Task requirements: Would you copy out the whole listing exactly as given?

+++ Material to process

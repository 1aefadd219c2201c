//! Typed error handling for the catalog service
//!
//! One error type crosses every layer: the repository raises the
//! storage-facing variants (`WriteFailed`, `Store`, `Serialization`),
//! resource services raise `NotFound`/`BadRequest`, and the HTTP layer
//! renders any of them through [`IntoResponse`].
//!
//! Absence is not an error: point lookups return `Ok(None)` and the calling
//! resource service decides whether that becomes a `NotFound`. The core
//! never logs and never retries — driver errors pass through unchanged.

use axum::Json;
use axum::http::StatusCode;
use axum::response::{IntoResponse, Response};
use serde::Serialize;
use thiserror::Error;

/// The error type shared by the repository, resource services and handlers.
#[derive(Debug, Error)]
pub enum CatalogError {
    /// Malformed client input (invalid sort order, bad identifier, empty
    /// search).
    #[error("{message}")]
    BadRequest { message: String },

    /// Missing or rejected credentials.
    #[error("Unauthorized: {message}")]
    Unauthorized { message: String },

    /// A resource service decided an absent document is user-visible.
    #[error("{resource} with id '{id}' not found")]
    NotFound { resource: &'static str, id: String },

    /// An update keyed by id matched no document.
    ///
    /// Deliberately a 400 on the wire: this is the id-keyed update contract,
    /// asymmetric with the query-keyed update which reports absence as
    /// `Ok(None)`.
    #[error("failed to update {collection}: {detail}")]
    WriteFailed {
        collection: &'static str,
        detail: String,
    },

    /// Request body failed DTO validation.
    #[error(transparent)]
    Validation(#[from] validator::ValidationErrors),

    /// BSON encode/decode failure between domain types and documents.
    #[error("serialization error: {detail}")]
    Serialization { detail: String },

    /// Driver/store failure, propagated unchanged.
    #[error(transparent)]
    Store(#[from] mongodb::error::Error),

    /// Invalid or missing configuration.
    #[error("configuration error: {message}")]
    Config { message: String },

    /// States that should be unreachable in normal operation.
    #[error("internal error: {0}")]
    Internal(String),
}

impl CatalogError {
    pub fn bad_request(message: impl Into<String>) -> Self {
        Self::BadRequest {
            message: message.into(),
        }
    }

    pub fn unauthorized(message: impl Into<String>) -> Self {
        Self::Unauthorized {
            message: message.into(),
        }
    }

    pub fn not_found(resource: &'static str, id: impl Into<String>) -> Self {
        Self::NotFound {
            resource,
            id: id.into(),
        }
    }

    /// HTTP status for this error.
    pub fn status_code(&self) -> StatusCode {
        match self {
            CatalogError::BadRequest { .. } => StatusCode::BAD_REQUEST,
            CatalogError::Unauthorized { .. } => StatusCode::UNAUTHORIZED,
            CatalogError::NotFound { .. } => StatusCode::NOT_FOUND,
            CatalogError::WriteFailed { .. } => StatusCode::BAD_REQUEST,
            CatalogError::Validation(_) => StatusCode::BAD_REQUEST,
            CatalogError::Serialization { .. } => StatusCode::INTERNAL_SERVER_ERROR,
            CatalogError::Store(_) => StatusCode::INTERNAL_SERVER_ERROR,
            CatalogError::Config { .. } => StatusCode::INTERNAL_SERVER_ERROR,
            CatalogError::Internal(_) => StatusCode::INTERNAL_SERVER_ERROR,
        }
    }

    /// Stable machine-readable code for this error.
    pub fn error_code(&self) -> &'static str {
        match self {
            CatalogError::BadRequest { .. } => "BAD_REQUEST",
            CatalogError::Unauthorized { .. } => "UNAUTHORIZED",
            CatalogError::NotFound { .. } => "NOT_FOUND",
            CatalogError::WriteFailed { .. } => "WRITE_FAILED",
            CatalogError::Validation(_) => "VALIDATION_ERROR",
            CatalogError::Serialization { .. } => "SERIALIZATION_ERROR",
            CatalogError::Store(_) => "STORE_ERROR",
            CatalogError::Config { .. } => "CONFIG_ERROR",
            CatalogError::Internal(_) => "INTERNAL_ERROR",
        }
    }

    fn details(&self) -> Option<serde_json::Value> {
        match self {
            CatalogError::Validation(errors) => serde_json::to_value(errors).ok(),
            CatalogError::NotFound { resource, id } => Some(serde_json::json!({
                "resource": resource,
                "id": id,
            })),
            _ => None,
        }
    }

    /// Convert to the JSON error body.
    pub fn to_response(&self) -> ErrorResponse {
        ErrorResponse {
            success: false,
            code: self.error_code().to_string(),
            message: self.to_string(),
            details: self.details(),
        }
    }
}

/// JSON body rendered for any error response.
#[derive(Debug, Serialize)]
pub struct ErrorResponse {
    pub success: bool,
    pub code: String,
    pub message: String,
    #[serde(skip_serializing_if = "Option::is_none")]
    pub details: Option<serde_json::Value>,
}

impl IntoResponse for CatalogError {
    fn into_response(self) -> Response {
        let status = self.status_code();
        (status, Json(self.to_response())).into_response()
    }
}

impl From<mongodb::bson::ser::Error> for CatalogError {
    fn from(err: mongodb::bson::ser::Error) -> Self {
        CatalogError::Serialization {
            detail: err.to_string(),
        }
    }
}

impl From<mongodb::bson::de::Error> for CatalogError {
    fn from(err: mongodb::bson::de::Error) -> Self {
        CatalogError::Serialization {
            detail: err.to_string(),
        }
    }
}

/// A specialized Result for catalog operations.
pub type CatalogResult<T> = Result<T, CatalogError>;

#[cfg(test)]
mod tests {
    use super::*;

    #[test]
    fn status_codes() {
        assert_eq!(
            CatalogError::bad_request("x").status_code(),
            StatusCode::BAD_REQUEST
        );
        assert_eq!(
            CatalogError::unauthorized("no token").status_code(),
            StatusCode::UNAUTHORIZED
        );
        assert_eq!(
            CatalogError::not_found("product", "abc").status_code(),
            StatusCode::NOT_FOUND
        );
        // The id-keyed update contract reports a failed match as a client
        // error, not a 500.
        assert_eq!(
            CatalogError::WriteFailed {
                collection: "products",
                detail: "no document matched".into()
            }
            .status_code(),
            StatusCode::BAD_REQUEST
        );
        assert_eq!(
            CatalogError::Internal("boom".into()).status_code(),
            StatusCode::INTERNAL_SERVER_ERROR
        );
    }

    #[test]
    fn not_found_display_and_details() {
        let err = CatalogError::not_found("product", "66f0");
        assert_eq!(err.to_string(), "product with id '66f0' not found");

        let body = err.to_response();
        assert_eq!(body.code, "NOT_FOUND");
        assert!(!body.success);
        let details = body.details.expect("details");
        assert_eq!(details["resource"], "product");
        assert_eq!(details["id"], "66f0");
    }

    #[test]
    fn serialization_error_from_bson() {
        let bad = mongodb::bson::from_document::<String>(mongodb::bson::doc! {"a": 1}).unwrap_err();
        let err: CatalogError = bad.into();
        assert_eq!(err.error_code(), "SERIALIZATION_ERROR");
        assert_eq!(err.status_code(), StatusCode::INTERNAL_SERVER_ERROR);
    }

    #[test]
    fn error_body_serializes_without_empty_details() {
        let body = CatalogError::bad_request("sortOrder must be 1 or -1").to_response();
        let json = serde_json::to_value(&body).unwrap();
        assert_eq!(json["code"], "BAD_REQUEST");
        assert_eq!(json["message"], "sortOrder must be 1 or -1");
        assert!(json.get("details").is_none());
    }
}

++++++

Response below:
repository 1aefadd219c2201c
//! Typed error handling for the catalog service
//!
//! One error type crosses every layer: the repository raises the
//! storage-facing variants (`WriteFailed`, `Store`, `Serialization`),
//! resource services raise `NotFound`/`BadRequest`, and the HTTP layer
//! renders any of them through [`IntoResponse`].
//!
//! Absence is not an error: point lookups return `Ok(None)` and the calling
//! resource service decides whether that becomes a `NotFound`. The core
//! never logs and never retries — driver errors pass through unchanged.

use axum::Json;
use axum::http::StatusCode;
use axum::response::{IntoResponse, Response};
use serde::Serialize;
use thiserror::Error;

/// The error type shared by the repository, resource services and handlers.
#[derive(Debug, Error)]
pub enum CatalogError {
    /// Malformed client input (invalid sort order, bad identifier, empty
    /// search).
    #[error("{message}")]
    BadRequest { message: String },

    /// Missing or rejected credentials.
    #[error("Unauthorized: {message}")]
    Unauthorized { message: String },

    /// A resource service decided an absent document is user-visible.
    #[error("{resource} with id '{id}' not found")]
    NotFound { resource: &'static str, id: String },

    /// An update keyed by id matched no document.
    ///
    /// Deliberately a 400 on the wire: this is the id-keyed update contract,
    /// asymmetric with the query-keyed update which reports absence as
    /// `Ok(None)`.
    #[error("failed to update {collection}: {detail}")]
    WriteFailed {
        collection: &'static str,
        detail: String,
    },

    /// Request body failed DTO validation.
    #[error(transparent)]
    Validation(#[from] validator::ValidationErrors),

    /// BSON encode/decode failure between domain types and documents.
    #[error("serialization error: {detail}")]
    Serialization { detail: String },

    /// Driver/store failure, propagated unchanged.
    #[error(transparent)]
    Store(#[from] mongodb::error::Error),

    /// Invalid or missing configuration.
    #[error("configuration error: {message}")]
    Config { message: String },

    /// States that should be unreachable in normal operation.
    #[error("internal error: {0}")]
    Internal(String),
}

impl CatalogError {
    pub fn bad_request(message: impl Into<String>) -> Self {
        Self::BadRequest {
            message: message.into(),
        }
    }

    pub fn unauthorized(message: impl Into<String>) -> Self {
        Self::Unauthorized {
            message: message.into(),
        }
    }

    pub fn not_found(resource: &'static str, id: impl Into<String>) -> Self {
        Self::NotFound {
            resource,
            id: id.into(),
        }
    }

    /// HTTP status for this error.
    pub fn status_code(&self) -> StatusCode {
        match self {
            CatalogError::BadRequest { .. } => StatusCode::BAD_REQUEST,
            CatalogError::Unauthorized { .. } => StatusCode::UNAUTHORIZED,
            CatalogError::NotFound { .. } => StatusCode::NOT_FOUND,
            CatalogError::WriteFailed { .. } => StatusCode::BAD_REQUEST,
            CatalogError::Validation(_) => StatusCode::BAD_REQUEST,
            CatalogError::Serialization { .. } => StatusCode::INTERNAL_SERVER_ERROR,
            CatalogError::Store(_) => StatusCode::INTERNAL_SERVER_ERROR,
            CatalogError::Config { .. } => StatusCode::INTERNAL_SERVER_ERROR,
            CatalogError::Internal(_) => StatusCode::INTERNAL_SERVER_ERROR,
        }
    }

    /// Stable machine-readable code for this error.
    pub fn error_code(&self) -> &'static str {
        match self {
            CatalogError::BadRequest { .. } => "BAD_REQUEST",
            CatalogError::Unauthorized { .. } => "UNAUTHORIZED",
            CatalogError::NotFound { .. } => "NOT_FOUND",
            CatalogError::WriteFailed { .. } => "WRITE_FAILED",
            CatalogError::Validation(_) => "VALIDATION_ERROR",
            CatalogError::Serialization { .. } => "SERIALIZATION_ERROR",
            CatalogError::Store(_) => "STORE_ERROR",
            CatalogError::Config { .. } => "CONFIG_ERROR",
            CatalogError::Internal(_) => "INTERNAL_ERROR",
        }
    }

    fn details(&self) -> Option<serde_json::Value> {
        match self {
            CatalogError::Validation(errors) => serde_json::to_value(errors).ok(),
            CatalogError::NotFound { resource, id } => Some(serde_json::json!({
                "resource": resource,
                "id": id,
            })),
            _ => None,
        }
    }

    /// Convert to the JSON error body.
    pub fn to_response(&self) -> ErrorResponse {
        ErrorResponse {
            success: false,
            code: self.error_code().to_string(),
            message: self.to_string(),
            details: self.details(),
        }
    }
}

/// JSON body rendered for any error response.
#[derive(Debug, Serialize)]
pub struct ErrorResponse {
    pub success: bool,
    pub code: String,
    pub message: String,
    #[serde(skip_serializing_if = "Option::is_none")]
    pub details: Option<serde_json::Value>,
}

impl IntoResponse for CatalogError {
    fn into_response(self) -> Response {
        let status = self.status_code();
        (status, Json(self.to_response())).into_response()
    }
}

impl From<mongodb::bson::ser::Error> for CatalogError {
    fn from(err: mongodb::bson::ser::Error) -> Self {
        CatalogError::Serialization {
            detail: err.to_string(),
        }
    }
}

impl From<mongodb::bson::de::Error> for CatalogError {
    fn from(err: mongodb::bson::de::Error) -> Self {
        CatalogError::Serialization {
            detail: err.to_string(),
        }
    }
}

/// A specialized Result for catalog operations.
pub type CatalogResult<T> = Result<T, CatalogError>;

#[cfg(test)]
mod tests {
    use super::*;

    #[test]
    fn status_codes() {
        assert_eq!(
            CatalogError::bad_request("x").status_code(),
            StatusCode::BAD_REQUEST
        );
        assert_eq!(
            CatalogError::unauthorized("no token").status_code(),
            StatusCode::UNAUTHORIZED
        );
        assert_eq!(
            CatalogError::not_found("product", "abc").status_code(),
            StatusCode::NOT_FOUND
        );
        // The id-keyed update contract reports a failed match as a client
        // error, not a 500.
        assert_eq!(
            CatalogError::WriteFailed {
                collection: "products",
                detail: "no document matched".into()
            }
            .status_code(),
            StatusCode::BAD_REQUEST
        );
        assert_eq!(
            CatalogError::Internal("boom".into()).status_code(),
            StatusCode::INTERNAL_SERVER_ERROR
        );
    }

    #[test]
    fn not_found_display_and_details() {
        let err = CatalogError::not_found("product", "66f0");
        assert_eq!(err.to_string(), "product with id '66f0' not found");

        let body = err.to_response();
        assert_eq!(body.code, "NOT_FOUND");
        assert!(!body.success);
        let details = body.details.expect("details");
        assert_eq!(details["resource"], "product");
        assert_eq!(details["id"], "66f0");
    }

    #[test]
    fn serialization_error_from_bson() {
        let bad = mongodb::bson::from_document::<String>(mongodb::bson::doc! {"a": 1}).unwrap_err();
        let err: CatalogError = bad.into();
        assert_eq!(err.error_code(), "SERIALIZATION_ERROR");
        assert_eq!(err.status_code(), StatusCode::INTERNAL_SERVER_ERROR);
    }

    #[test]
    fn error_body_serializes_without_empty_details() {
        let body = CatalogError::bad_request("sortOrder must be 1 or -1").to_response();
        let json = serde_json::to_value(&body).unwrap();
        assert_eq!(json["code"], "BAD_REQUEST");
        assert_eq!(json["message"], "sortOrder must be 1 or -1");
        assert!(json.get("details").is_none());
    }
}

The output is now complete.